“Prego signora, vuole il mio posto?”

“Posso aiutarla?”

“Sei bellissima, trasudi felicità!”

“No no, cara, tranquilla, non muoverti, ci penso io ai piatti!”

Quello della gravidanza è il periodo in cui una donna riceve più complimenti e attenzioni che in tutto il resto della sua vita. Non voglio fare delle bieche generalizzazioni, ma pensiamoci: in quale altra occasione ci può venire offerto il posto in un affollatissimo vagone di un treno nell’ora di punta? E quando riceviamo così tanti complimenti rispetto alla nostra forma fisica, il nostro aspetto, il nostro viso, convincendoci che brilliamo di luce propria anche al mattino appena sveglie? Le nostre caviglie gonfie e il nostro andamento un po’ goffo, impacciato sotto il peso di un pancione di otto o nove mesi, fanno stringere il cuore ai passanti e stimolano continue proposte di aiuto sotto il coro onnipresente di “awww” che accompagna ogni nostro passo. Siamo il centro dell’attenzione, siamo le principesse da tutti coccolate, abbiamo la completa attenzione di amici, familiari e parenti. Non dormiamo, dobbiamo fare pipì ogni minuto, il mal di schiena ci tormenta, ma ovunque ci giriamo ci ritroviamo circondate di gente pronte ad aiutarci e, quando questo non è possibile, pronte a tenerci la mano.

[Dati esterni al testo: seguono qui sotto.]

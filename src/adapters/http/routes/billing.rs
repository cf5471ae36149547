use axum::{
    Json, Router,
    extract::{Query, State},
    routing::{get, post, put},
};
use chrono::{DateTime, Utc};
use serde::{Deserialize, Serialize};

use crate::{
    adapters::http::app_state::AppState,
    app_error::{AppError, AppResult},
    domain::entities::{
        customer::Customer,
        subscription::{LifecycleState, Subscription, SubscriptionStatus},
    },
    validators::is_valid_email,
};

// ============================================================================
// Payloads
// ============================================================================

#[derive(Deserialize)]
struct EmailPayload {
    email: String,
}

#[derive(Deserialize)]
struct JurisdictionPayload {
    email: String,
    jurisdiction: Option<String>,
}

#[derive(Deserialize)]
struct SubscribePayload {
    email: String,
    payment_method_id: String,
    price_id: String,
}

#[derive(Serialize)]
struct CustomerView {
    id: String,
    email: String,
    jurisdiction: Option<String>,
    created_at: DateTime<Utc>,
}

impl From<&Customer> for CustomerView {
    fn from(customer: &Customer) -> Self {
        Self {
            id: customer.id().to_string(),
            email: customer.email().to_string(),
            jurisdiction: customer.jurisdiction().map(str::to_string),
            created_at: customer.created_at(),
        }
    }
}

#[derive(Serialize)]
struct SubscriptionView {
    id: String,
    customer_id: String,
    status: SubscriptionStatus,
    state: LifecycleState,
    started_at: DateTime<Utc>,
    current_period_end: Option<DateTime<Utc>>,
    ends_at: Option<DateTime<Utc>>,
}

impl From<&Subscription> for SubscriptionView {
    fn from(subscription: &Subscription) -> Self {
        Self {
            id: subscription.id().to_string(),
            customer_id: subscription.customer_id().to_string(),
            status: subscription.status(),
            state: subscription.lifecycle_state(),
            started_at: subscription.started_at(),
            current_period_end: subscription.current_period_end(),
            ends_at: subscription.ends_at(),
        }
    }
}

fn subscription_view(subscription: Option<Subscription>) -> Json<Option<SubscriptionView>> {
    Json(subscription.as_ref().map(SubscriptionView::from))
}

fn validate_email(email: &str) -> AppResult<&str> {
    if !is_valid_email(email) {
        return Err(AppError::InvalidInput("Invalid email address".into()));
    }
    Ok(email.trim())
}

pub fn router() -> Router<AppState> {
    Router::new()
        .route("/customers", post(create_customer))
        .route("/customers/jurisdiction", put(set_jurisdiction))
        .route("/subscribe", post(subscribe))
        .route("/unsubscribe", post(unsubscribe))
        .route("/resubscribe", post(resubscribe))
        .route("/subscription", get(subscription))
}

// ============================================================================
// Handlers
// ============================================================================

/// POST /api/billing/customers
async fn create_customer(
    State(app_state): State<AppState>,
    Json(payload): Json<EmailPayload>,
) -> AppResult<Json<CustomerView>> {
    let email = validate_email(&payload.email)?;
    let customer = app_state.billing.customer(email).await?;
    Ok(Json(CustomerView::from(&customer)))
}

/// PUT /api/billing/customers/jurisdiction
async fn set_jurisdiction(
    State(app_state): State<AppState>,
    Json(payload): Json<JurisdictionPayload>,
) -> AppResult<Json<CustomerView>> {
    let email = validate_email(&payload.email)?;
    let mut customer = app_state.billing.existing_customer(email).await?;
    let jurisdiction = payload
        .jurisdiction
        .map(|j| j.trim().to_string())
        .filter(|j| !j.is_empty());
    app_state
        .billing
        .set_jurisdiction(&mut customer, jurisdiction)
        .await?;
    Ok(Json(CustomerView::from(&customer)))
}

/// POST /api/billing/subscribe
async fn subscribe(
    State(app_state): State<AppState>,
    Json(payload): Json<SubscribePayload>,
) -> AppResult<Json<SubscriptionView>> {
    let email = validate_email(&payload.email)?;
    if payload.payment_method_id.is_empty() || payload.price_id.is_empty() {
        return Err(AppError::InvalidInput(
            "payment_method_id and price_id are required".into(),
        ));
    }
    let customer = app_state.billing.customer(email).await?;
    let subscription = app_state
        .billing
        .subscribe_to_price(&customer, &payload.payment_method_id, &payload.price_id)
        .await?;
    Ok(Json(SubscriptionView::from(&subscription)))
}

/// POST /api/billing/unsubscribe
async fn unsubscribe(
    State(app_state): State<AppState>,
    Json(payload): Json<EmailPayload>,
) -> AppResult<Json<Option<SubscriptionView>>> {
    let customer = app_state
        .billing
        .existing_customer(validate_email(&payload.email)?)
        .await?;
    let subscription = app_state.billing.unsubscribe(&customer).await?;
    Ok(subscription_view(subscription))
}

/// POST /api/billing/resubscribe
async fn resubscribe(
    State(app_state): State<AppState>,
    Json(payload): Json<EmailPayload>,
) -> AppResult<Json<Option<SubscriptionView>>> {
    let customer = app_state
        .billing
        .existing_customer(validate_email(&payload.email)?)
        .await?;
    let subscription = app_state.billing.resubscribe(&customer).await?;
    Ok(subscription_view(subscription))
}

/// GET /api/billing/subscription?email=
async fn subscription(
    State(app_state): State<AppState>,
    Query(query): Query<EmailPayload>,
) -> AppResult<Json<Option<SubscriptionView>>> {
    let customer = app_state
        .billing
        .existing_customer(validate_email(&query.email)?)
        .await?;
    let subscription = app_state.billing.subscription(&customer).await?;
    Ok(subscription_view(subscription))
}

Nove mesi + 1 giorno. Il bambino è nato. Siamo stravolte, ma al settimo cielo. Possiamo addirittura vedere i nostri piedi! Distrutte accogliamo l’orda di parenti che viene a farci visita, ma ora che il bambino è venuto al mondo e può passare tra le braccia di zie e cugini, ci accorgiamo che qualche cosa è cambiato. Le visite sono sia per la mamma che per il bambino, ma i complimenti vengono fatti per lo più al nuovo arrivato. I commenti che ci rivolgono non sono più “sei radiosa” ma assomigliano molto a “tranquilla cara, butterai giù tutti i chili di troppo” oppure “ma non l’hai ancora attaccato al seno? Che aspetti a farlo?” o ancora “guarda come è tutto giallo! Lo dicevo io che mangiavi troppe carote in gravidanza!”.

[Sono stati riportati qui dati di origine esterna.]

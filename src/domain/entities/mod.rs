pub mod customer;
pub mod event;
pub mod expandable;
pub mod invoice;
pub mod payment_method;
pub mod price;
pub mod reference;
pub mod resource;
pub mod subscription;
pub mod tax_rate;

Tutto ad un tratto i riflettori che ci hanno illuminato per nove mesi, ci vengono strappati via e vengono puntati diritti sul bambino e, dopo mesi di coccole e attenzioni (a cui, diciamolo, ci si abitua velocemente), cadiamo in un tunnel di consigli, commenti, frecciatine neanche tanto velate, che non fanno altro che confonderci e farci sentire in difetto. I parenti diventano esperti di puericultura e allattamento e, soprattutto, diventano onnipresenti: visite continue, sempre a voler prendere in braccio il piccolo (spesso anche se sta dormendo),  deliri di onnipotenza e automatica svalutazione dei genitori (“oh, dai a me che lo faccio smettere di piangere io!”).

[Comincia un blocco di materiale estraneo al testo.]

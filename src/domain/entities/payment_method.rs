use chrono::{DateTime, Utc};
use serde::{Deserialize, Serialize};

#[derive(Debug, Clone, PartialEq, Eq, Serialize, Deserialize)]
pub struct CardDetails {
    pub brand: String,
    pub exp_month: i64,
    pub exp_year: i64,
    pub last4: String,
}

#[derive(Debug, Clone, PartialEq, Eq, Serialize, Deserialize)]
pub struct AuBecsDebitDetails {
    pub bsb_number: Option<String>,
    pub last4: Option<String>,
}

#[derive(Debug, Clone, PartialEq, Eq, Serialize, Deserialize)]
pub struct BacsDebitDetails {
    pub last4: Option<String>,
    pub sort_code: Option<String>,
}

#[derive(Debug, Clone, PartialEq, Eq, Serialize, Deserialize)]
pub struct SepaDebitDetails {
    pub bank_code: Option<String>,
    pub branch_code: Option<String>,
    pub country: Option<String>,
    pub last4: Option<String>,
}

#[derive(Debug, Clone, PartialEq, Eq, Serialize, Deserialize)]
pub struct BankDetails {
    pub bank: Option<String>,
    #[serde(default, skip_serializing_if = "Option::is_none")]
    pub bic: Option<String>,
}

/// Type-specific attributes of a payment method.
#[derive(Debug, Clone, PartialEq, Eq)]
pub enum PaymentMethodDetails {
    Card(CardDetails),
    AuBecsDebit(AuBecsDebitDetails),
    BacsDebit(BacsDebitDetails),
    SepaDebit(SepaDebitDetails),
    Ideal(BankDetails),
    Fpx(BankDetails),
    P24(BankDetails),
    Unknown,
}

impl PaymentMethodDetails {
    /// Decode the stored `info` column for the given type tag. Unknown tags
    /// and null info decode to `Unknown`.
    pub fn from_info(kind: &str, info: serde_json::Value) -> Result<Self, serde_json::Error> {
        if info.is_null() {
            return Ok(PaymentMethodDetails::Unknown);
        }
        Ok(match kind {
            "card" => PaymentMethodDetails::Card(serde_json::from_value(info)?),
            "au_becs_debit" => PaymentMethodDetails::AuBecsDebit(serde_json::from_value(info)?),
            "bacs_debit" => PaymentMethodDetails::BacsDebit(serde_json::from_value(info)?),
            "sepa_debit" => PaymentMethodDetails::SepaDebit(serde_json::from_value(info)?),
            "ideal" => PaymentMethodDetails::Ideal(serde_json::from_value(info)?),
            "fpx" => PaymentMethodDetails::Fpx(serde_json::from_value(info)?),
            "p24" => PaymentMethodDetails::P24(serde_json::from_value(info)?),
            _ => PaymentMethodDetails::Unknown,
        })
    }

    /// The value stored in the `info` column.
    pub fn to_info(&self) -> serde_json::Value {
        let value = match self {
            PaymentMethodDetails::Card(d) => serde_json::to_value(d),
            PaymentMethodDetails::AuBecsDebit(d) => serde_json::to_value(d),
            PaymentMethodDetails::BacsDebit(d) => serde_json::to_value(d),
            PaymentMethodDetails::SepaDebit(d) => serde_json::to_value(d),
            PaymentMethodDetails::Ideal(d)
            | PaymentMethodDetails::Fpx(d)
            | PaymentMethodDetails::P24(d) => serde_json::to_value(d),
            PaymentMethodDetails::Unknown => Ok(serde_json::Value::Null),
        };
        value.unwrap_or(serde_json::Value::Null)
    }
}

/// Payment method fields owned by the payment provider, in wire shape.
#[derive(Debug, Clone, PartialEq, Serialize, Deserialize)]
pub struct PaymentMethodAttributes {
    pub id: String,
    #[serde(default)]
    pub customer: Option<String>,
    #[serde(rename = "type")]
    pub kind: String,
    #[serde(with = "chrono::serde::ts_seconds")]
    pub created: DateTime<Utc>,
    #[serde(default, skip_serializing_if = "Option::is_none")]
    pub card: Option<CardDetails>,
    #[serde(default, skip_serializing_if = "Option::is_none")]
    pub au_becs_debit: Option<AuBecsDebitDetails>,
    #[serde(default, skip_serializing_if = "Option::is_none")]
    pub bacs_debit: Option<BacsDebitDetails>,
    #[serde(default, skip_serializing_if = "Option::is_none")]
    pub sepa_debit: Option<SepaDebitDetails>,
    #[serde(default, skip_serializing_if = "Option::is_none")]
    pub ideal: Option<BankDetails>,
    #[serde(default, skip_serializing_if = "Option::is_none")]
    pub fpx: Option<BankDetails>,
    #[serde(default, skip_serializing_if = "Option::is_none")]
    pub p24: Option<BankDetails>,
}

impl PaymentMethodAttributes {
    pub fn details(&self) -> PaymentMethodDetails {
        let details = match self.kind.as_str() {
            "card" => self.card.clone().map(PaymentMethodDetails::Card),
            "au_becs_debit" => self.au_becs_debit.clone().map(PaymentMethodDetails::AuBecsDebit),
            "bacs_debit" => self.bacs_debit.clone().map(PaymentMethodDetails::BacsDebit),
            "sepa_debit" => self.sepa_debit.clone().map(PaymentMethodDetails::SepaDebit),
            "ideal" => self.ideal.clone().map(PaymentMethodDetails::Ideal),
            "fpx" => self.fpx.clone().map(PaymentMethodDetails::Fpx),
            "p24" => self.p24.clone().map(PaymentMethodDetails::P24),
            _ => None,
        };
        details.unwrap_or(PaymentMethodDetails::Unknown)
    }

    /// Rebuild wire attributes from a stored row.
    pub fn from_parts(
        id: String,
        customer: String,
        kind: String,
        details: PaymentMethodDetails,
        created: DateTime<Utc>,
    ) -> Self {
        let mut attrs = PaymentMethodAttributes {
            id,
            customer: Some(customer),
            kind,
            created,
            card: None,
            au_becs_debit: None,
            bacs_debit: None,
            sepa_debit: None,
            ideal: None,
            fpx: None,
            p24: None,
        };
        match details {
            PaymentMethodDetails::Card(d) => attrs.card = Some(d),
            PaymentMethodDetails::AuBecsDebit(d) => attrs.au_becs_debit = Some(d),
            PaymentMethodDetails::BacsDebit(d) => attrs.bacs_debit = Some(d),
            PaymentMethodDetails::SepaDebit(d) => attrs.sepa_debit = Some(d),
            PaymentMethodDetails::Ideal(d) => attrs.ideal = Some(d),
            PaymentMethodDetails::Fpx(d) => attrs.fpx = Some(d),
            PaymentMethodDetails::P24(d) => attrs.p24 = Some(d),
            PaymentMethodDetails::Unknown => {}
        }
        attrs
    }
}

/// A provider payment method plus the locally tracked default flag.
///
/// At most one payment method per customer is the default; the store
/// enforces that on `put`.
#[derive(Debug, Clone, PartialEq)]
pub struct PaymentMethod {
    attrs: PaymentMethodAttributes,
    is_default: bool,
}

impl PaymentMethod {
    pub fn new(attrs: PaymentMethodAttributes) -> Self {
        Self {
            attrs,
            is_default: false,
        }
    }

    pub fn with_default(mut self, is_default: bool) -> Self {
        self.is_default = is_default;
        self
    }

    pub fn id(&self) -> &str {
        &self.attrs.id
    }

    pub fn customer_id(&self) -> Option<&str> {
        self.attrs.customer.as_deref()
    }

    pub fn kind(&self) -> &str {
        &self.attrs.kind
    }

    pub fn details(&self) -> PaymentMethodDetails {
        self.attrs.details()
    }

    pub fn created_at(&self) -> DateTime<Utc> {
        self.attrs.created
    }

    pub fn is_default(&self) -> bool {
        self.is_default
    }

    pub fn set_default(&mut self, is_default: bool) {
        self.is_default = is_default;
    }

    pub fn attributes(&self) -> &PaymentMethodAttributes {
        &self.attrs
    }

    /// Record the owning customer locally after a remote attach.
    pub fn assign_customer(&mut self, customer_id: &str) {
        self.attrs.customer = Some(customer_id.to_string());
    }
}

Come si fa a dire loro che in questo momento si è stanchissimi e che se il bambino sta piangendo, è probabile che voi le abbiate già provate tutte per farlo addormentare? Come fare a dire che non avete bisogno di aiuto nel coccolare il vostro piccolo, lo fate volentieri voi, ma che avreste molto più bisogno di un aiuto per fare la spesa, preparare pranzo e cena, riordinare la casa,… Come spiegare loro che, forse, il bambino non smetteva di piangere perché eravate agitate dopo notti insonne e segregazione forzata nelle quattro mura di casa vostra, e che vedere che in braccio al primo parente che passa smette di piangere vi fa sentire delle mamme cattive e indegne? Come spiegare loro che è soprattutto adesso che avete bisogno di coccole e aiuto?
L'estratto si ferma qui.